To bootstrap with their rollup, new full nodes retrieve headers and transactions contained within all past rollup blocks published on the parent chain. Thus, they can process all of the older transactions, verify the validity of the blocks and determine the canonical rollup chain and the latest application state. On the other hand, new light clients download only the headers of past rollup blocks published on the parent chain. Using past validity or fraud proofs generated for these blocks, they can detect the invalid ones and determine the canonical rollup chain consisting of the valid blocks.
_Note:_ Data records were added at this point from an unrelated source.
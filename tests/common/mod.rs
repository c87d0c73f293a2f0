//! Stub collaborators shared by the integration tests.

#![allow(dead_code)]

use std::collections::VecDeque;
use std::path::Path;
use std::sync::atomic::{AtomicUsize, Ordering};
use std::sync::{Arc, Mutex};
use std::time::Duration;

use async_trait::async_trait;
use serde_json::Value;
use tokio::sync::Semaphore;

use autotag::adapters::{RegenerationError, SiteGenerator};
use autotag::agent::{
    Completion, CompletionOptions, LlmError, LlmProvider, Message, ShareScope, Sharer, ToolCall,
    ToolDefinition,
};
use autotag::ingest::{Transcriber, Transcript, TranscriptionError};

/// Transcriber returning a fixed text
#[derive(Default)]
pub struct StubTranscriber {
    pub text: String,
    pub calls: AtomicUsize,
}

impl StubTranscriber {
    pub fn new(text: &str) -> Arc<Self> {
        Arc::new(Self {
            text: text.to_string(),
            calls: AtomicUsize::new(0),
        })
    }

    pub fn calls(&self) -> usize {
        self.calls.load(Ordering::SeqCst)
    }
}

#[async_trait]
impl Transcriber for StubTranscriber {
    fn name(&self) -> &str {
        "stub"
    }

    async fn transcribe(&self, _audio_path: &Path) -> Result<Transcript, TranscriptionError> {
        self.calls.fetch_add(1, Ordering::SeqCst);
        Ok(Transcript::text(self.text.clone()))
    }
}

/// Transcriber that always fails like a crashed whisper process
pub struct FailingTranscriber;

#[async_trait]
impl Transcriber for FailingTranscriber {
    fn name(&self) -> &str {
        "failing"
    }

    async fn transcribe(&self, _audio_path: &Path) -> Result<Transcript, TranscriptionError> {
        Err(TranscriptionError::Failed {
            code: 1,
            stderr: "model not found".to_string(),
        })
    }
}

/// Model returning queued completions in order
pub struct ScriptedProvider {
    replies: Mutex<VecDeque<Completion>>,
    pub calls: AtomicUsize,
}

impl ScriptedProvider {
    pub fn new(replies: Vec<Completion>) -> Arc<Self> {
        Arc::new(Self {
            replies: Mutex::new(replies.into()),
            calls: AtomicUsize::new(0),
        })
    }

    pub fn calls(&self) -> usize {
        self.calls.load(Ordering::SeqCst)
    }
}

#[async_trait]
impl LlmProvider for ScriptedProvider {
    fn name(&self) -> &str {
        "scripted"
    }

    fn model(&self) -> &str {
        "scripted"
    }

    async fn complete(
        &self,
        _messages: &[Message],
        _tools: &[ToolDefinition],
        _options: &CompletionOptions,
    ) -> Result<Completion, LlmError> {
        self.calls.fetch_add(1, Ordering::SeqCst);
        self.replies
            .lock()
            .unwrap()
            .pop_front()
            .ok_or_else(|| LlmError::InvalidResponse("script exhausted".to_string()))
    }
}

pub fn tool_call(id: &str, name: &str, arguments: Value) -> ToolCall {
    ToolCall {
        id: id.to_string(),
        name: name.to_string(),
        arguments,
    }
}

/// Sharer remembering every share request
#[derive(Default)]
pub struct RecordingSharer {
    pub shares: Mutex<Vec<(ShareScope, String, String)>>,
}

impl RecordingSharer {
    pub fn shares(&self) -> Vec<(ShareScope, String, String)> {
        self.shares.lock().unwrap().clone()
    }
}

#[async_trait]
impl Sharer for RecordingSharer {
    async fn share(&self, scope: ShareScope, target: &str, url: &str) -> bool {
        self.shares
            .lock()
            .unwrap()
            .push((scope, target.to_string(), url.to_string()));
        true
    }
}

/// Site generator counting rebuilds
#[derive(Default)]
pub struct RecordingSite {
    pub runs: AtomicUsize,
    pub delay: Option<Duration>,
}

impl RecordingSite {
    pub fn new() -> Arc<Self> {
        Arc::new(Self::default())
    }

    pub fn slow(delay: Duration) -> Arc<Self> {
        Arc::new(Self {
            runs: AtomicUsize::new(0),
            delay: Some(delay),
        })
    }

    pub fn runs(&self) -> usize {
        self.runs.load(Ordering::SeqCst)
    }
}

#[async_trait]
impl SiteGenerator for RecordingSite {
    fn name(&self) -> &str {
        "recording"
    }

    async fn regenerate(&self) -> Result<(), RegenerationError> {
        self.runs.fetch_add(1, Ordering::SeqCst);
        if let Some(delay) = self.delay {
            tokio::time::sleep(delay).await;
        }
        Ok(())
    }
}

/// Site generator that panics mid-rebuild
pub struct PanickingSite;

#[async_trait]
impl SiteGenerator for PanickingSite {
    fn name(&self) -> &str {
        "panicking"
    }

    async fn regenerate(&self) -> Result<(), RegenerationError> {
        panic!("generator crashed");
    }
}

/// Site generator tracking how many rebuilds overlap
#[derive(Default)]
pub struct OverlapSite {
    active: AtomicUsize,
    pub max_active: AtomicUsize,
    pub runs: AtomicUsize,
}

impl OverlapSite {
    pub fn new() -> Arc<Self> {
        Arc::new(Self::default())
    }

    pub fn max_active(&self) -> usize {
        self.max_active.load(Ordering::SeqCst)
    }

    pub fn runs(&self) -> usize {
        self.runs.load(Ordering::SeqCst)
    }
}

#[async_trait]
impl SiteGenerator for OverlapSite {
    fn name(&self) -> &str {
        "overlap"
    }

    async fn regenerate(&self) -> Result<(), RegenerationError> {
        let now = self.active.fetch_add(1, Ordering::SeqCst) + 1;
        self.max_active.fetch_max(now, Ordering::SeqCst);
        tokio::time::sleep(Duration::from_millis(50)).await;
        self.active.fetch_sub(1, Ordering::SeqCst);
        self.runs.fetch_add(1, Ordering::SeqCst);
        Ok(())
    }
}

/// Site generator that blocks until the test opens the gate
pub struct GatedSite {
    pub runs: AtomicUsize,
    gate: Semaphore,
}

impl GatedSite {
    pub fn new() -> Arc<Self> {
        Arc::new(Self {
            runs: AtomicUsize::new(0),
            gate: Semaphore::new(0),
        })
    }

    pub fn runs(&self) -> usize {
        self.runs.load(Ordering::SeqCst)
    }

    pub fn open(&self) {
        self.gate.add_permits(1);
    }
}

#[async_trait]
impl SiteGenerator for GatedSite {
    fn name(&self) -> &str {
        "gated"
    }

    async fn regenerate(&self) -> Result<(), RegenerationError> {
        self.runs.fetch_add(1, Ordering::SeqCst);
        let _permit = self.gate.acquire().await;
        Ok(())
    }
}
Given the explanations above, there are multiple stakeholders that can potentially be affected by the attack:

  1. Consensus (parent chain) nodes
  2. Rollup full nodes under attack
  3. Rollup light clients under attack
  4. Attacker: Any entity that can post rollup blocks to the parent chain can be an attacker, such as malicious full nodes in a rollup.

Attack Description

In the descriptions below, we assume that the attackers target the rollup full nodes and light clients belonging to a certain rollup with a known namespace ID.

Attack on Rollup Light Clients

In this version of the attack, attacker pays consensus nodes to spam each parent chain block with headers of invalid rollup blocks. Suppose there are k blocks on the parent chain and each such block consists of n fixed sized shares that can be assigned a namespace. Then, the attacker publishes the header of an invalid rollup block at each share and sets their namespace IDs to be same as the rollup. Hence, when a new light client attempts to bootstrap, it will receive rollup block headers from all of the shares within each parent chain block, and will have to check the validity of the state roots within all of them using validity or fraud proofs. Assuming that a single state root can be checked in constant time, identifying all of the invalid rollup blocks and finding the canonical rollup chain will take time on the order of k \times n, i.e the total size of the parent chain at the given moment. This is equivalent to having rollup light clients download all of the data within the parent chain.

Attack on Rollup Full Nodes

In this version, attacker pays consensus nodes to spam each parent chain block with not only the headers of invalid rollup blocks but also their transactions. For this purpose, it reserves all of the n shares in each parent chain block for the namespace ID of the rollup and fill them with headers and transactions of invalid rollup blocks. Thus, even though a syncing rollup full node will download and process O(k \times n) transactions, equivalent to the total size of the parent chain, the number of valid rollup blocks verified by the node will be a much smaller fraction of the downloaded blocks.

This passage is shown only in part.